Another dear friend and I went to a gig together last weekend. Over dinner, we talked about her plans to move to New Zealand. She, like me, went straight from our high school to university; in her case, a four year Chiropractic degree followed by another year to get her Master’s degree. She finished last year, and has spent this year working (not in her field) and scheming and saving to get a job across the Tasman. We’ve known each other since we were six years old.

There are six of us in our little PhD group of friends. All in the Arts Faculty, all female, and all mid-twenties; the eldest among us is twenty-six years old, while the youngest is our only true baby of the 1990s, aged twenty-three. Three of the six live with their parents; two of us live in sharehouse-type scenarios; the sixth member of our little gang lives with her long-term partner. We have lunch together most days, dinner once a week, and are each other’s sounding boards for the stuff about being a PhD which no-one else, no matter how well-meaning or sympathetic, can truly understand. Occasionally, we feel collectively brave enough to broach the scariest topic of them all – career prospects, and the post-PhD (lack of) options.

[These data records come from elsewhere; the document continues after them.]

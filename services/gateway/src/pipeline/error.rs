use axum::http::{HeaderValue, StatusCode};
use axum::response::{IntoResponse, Response};
use axum::Json;
use request_directory_catalog::{CatalogError, Credits};
use request_directory_ledger::LedgerError;
use request_directory_request_log::{RequestId, RequestLogError};
use serde_json::json;
use thiserror::Error;

use super::{PipelineStage, REQUEST_ID_HEADER};
use crate::assets::AssetError;
use crate::identity::IdentityError;
use crate::transport::TransportError;

pub const GENERIC_ERROR_MESSAGE: &str = "Internal server error.";

#[derive(Debug, Error)]
pub enum DownstreamError {
    #[error("downstream request timed out")]
    Timeout,

    #[error("downstream unreachable: {0}")]
    Unreachable(String),

    #[error("downstream returned status {status}")]
    Status { status: u16 },

    #[error("downstream returned an unreadable body: {0}")]
    InvalidBody(String),
}

#[derive(Debug, Error)]
pub enum PipelineError {
    #[error("unauthorized: {0}")]
    Unauthorized(#[from] IdentityError),

    #[error(transparent)]
    Catalog(#[from] CatalogError),

    #[error("payload encryption requested but no encryption key is configured")]
    EncryptionUnavailable,

    #[error("invalid request: {0}")]
    Validation(TransportError),

    #[error("no funds record for user {0}")]
    FundsUnavailable(String),

    #[error("insufficient funds: balance {balance}, required {required}")]
    InsufficientFunds { balance: Credits, required: Credits },

    #[error("remote file fetch failed: {0}")]
    Fetch(TransportError),

    #[error("asset persistence failed: {0}")]
    Storage(#[from] AssetError),

    #[error("downstream {api_id} failed: {source}")]
    Downstream {
        api_id: String,
        #[source]
        source: DownstreamError,
    },

    #[error("ledger failure: {0}")]
    Ledger(LedgerError),

    #[error("request log failure: {0}")]
    RequestLog(RequestLogError),
}

impl From<LedgerError> for PipelineError {
    fn from(err: LedgerError) -> Self {
        match err {
            LedgerError::InsufficientFunds { balance, required } => {
                PipelineError::InsufficientFunds { balance, required }
            }
            LedgerError::AccountNotFound(user_id) => PipelineError::FundsUnavailable(user_id),
            other => PipelineError::Ledger(other),
        }
    }
}

impl From<RequestLogError> for PipelineError {
    fn from(err: RequestLogError) -> Self {
        match err {
            RequestLogError::EncryptionUnavailable => PipelineError::EncryptionUnavailable,
            other => PipelineError::RequestLog(other),
        }
    }
}

impl PipelineError {
    pub fn status_code(&self) -> StatusCode {
        match self {
            PipelineError::Unauthorized(IdentityError::Forbidden(_)) => StatusCode::FORBIDDEN,
            PipelineError::Unauthorized(_) => StatusCode::UNAUTHORIZED,
            PipelineError::Catalog(err) => match err {
                CatalogError::NotFound(_) => StatusCode::NOT_FOUND,
                CatalogError::Disabled(_) | CatalogError::MissingEnv(_) => StatusCode::BAD_REQUEST,
                CatalogError::NotImplemented(_) => StatusCode::NOT_IMPLEMENTED,
                _ => StatusCode::INTERNAL_SERVER_ERROR,
            },
            PipelineError::EncryptionUnavailable
            | PipelineError::Validation(_)
            | PipelineError::FundsUnavailable(_)
            | PipelineError::InsufficientFunds { .. }
            | PipelineError::Fetch(_)
            | PipelineError::Storage(_)
            | PipelineError::Downstream { .. } => StatusCode::BAD_REQUEST,
            PipelineError::Ledger(_) | PipelineError::RequestLog(_) => {
                StatusCode::INTERNAL_SERVER_ERROR
            }
        }
    }

    /// Message safe to show the caller. Store and downstream detail never
    /// leaves the server.
    pub fn public_message(&self) -> String {
        match self {
            PipelineError::Unauthorized(IdentityError::Forbidden(_)) => {
                "This key is not permitted to call this API.".to_string()
            }
            PipelineError::Unauthorized(_) => "Unauthorized".to_string(),
            PipelineError::Catalog(err) => match err {
                CatalogError::NotFound(_) => "This API does not exist.".to_string(),
                CatalogError::Disabled(_) => "This API is not enabled.".to_string(),
                CatalogError::MissingEnv(_) => err.to_string(),
                CatalogError::NotImplemented(_) => "This API is not implemented yet.".to_string(),
                _ => GENERIC_ERROR_MESSAGE.to_string(),
            },
            PipelineError::EncryptionUnavailable => {
                "Encryption was requested but is not configured on this server.".to_string()
            }
            PipelineError::Validation(err) => err.to_string(),
            PipelineError::FundsUnavailable(_) => "Failed to get user funds.".to_string(),
            PipelineError::InsufficientFunds { .. } => "You don't have enough credits.".to_string(),
            PipelineError::Fetch(_) => "Failed to fetch image from URL".to_string(),
            PipelineError::Storage(_) => "Failed to upload image to storage.".to_string(),
            PipelineError::Downstream { api_id, .. } => {
                format!("Failed to get response from {api_id}.")
            }
            PipelineError::Ledger(_) | PipelineError::RequestLog(_) => {
                GENERIC_ERROR_MESSAGE.to_string()
            }
        }
    }
}

/// A failed call: the error, the stage it happened in and the request id
/// when a log entry had been created.
#[derive(Debug)]
pub struct PipelineFailure {
    pub error: PipelineError,
    pub stage: PipelineStage,
    pub request_id: Option<RequestId>,
}

impl PipelineFailure {
    pub fn new(stage: PipelineStage, error: impl Into<PipelineError>) -> Self {
        Self {
            error: error.into(),
            stage,
            request_id: None,
        }
    }

    pub fn with_request_id(mut self, request_id: RequestId) -> Self {
        self.request_id = Some(request_id);
        self
    }
}

impl IntoResponse for PipelineFailure {
    fn into_response(self) -> Response {
        let body = Json(json!({ "message": self.error.public_message() }));
        let mut response = (self.error.status_code(), body).into_response();
        if let Some(request_id) = self.request_id {
            if let Ok(value) = HeaderValue::from_str(&request_id.to_string()) {
                response.headers_mut().insert(REQUEST_ID_HEADER, value);
            }
        }
        response
    }
}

We rarely feel that brave, though.

Writing about the fractured, chilling instability of Life As A Twenty-Something is perhaps the Internet’s second-most prolific pastime, after cats. Loathe though I am to contribute to that hurling void of words (most of which boil down to: “Congratulations, your existential crisis is right on schedule”), yesterday’s ‘Doing a PhD in your 20s’ post on the Thesis Whisperer website got me thinking. Until I read it (nodding vigorously throughout, much to the amusement of those at the desks adjacent to mine), I’d never thought that doing a PhD at my age – twenty-four – was particularly odd. And, though the national average age of a PhD candidate is about a decade older than me, I still don’t.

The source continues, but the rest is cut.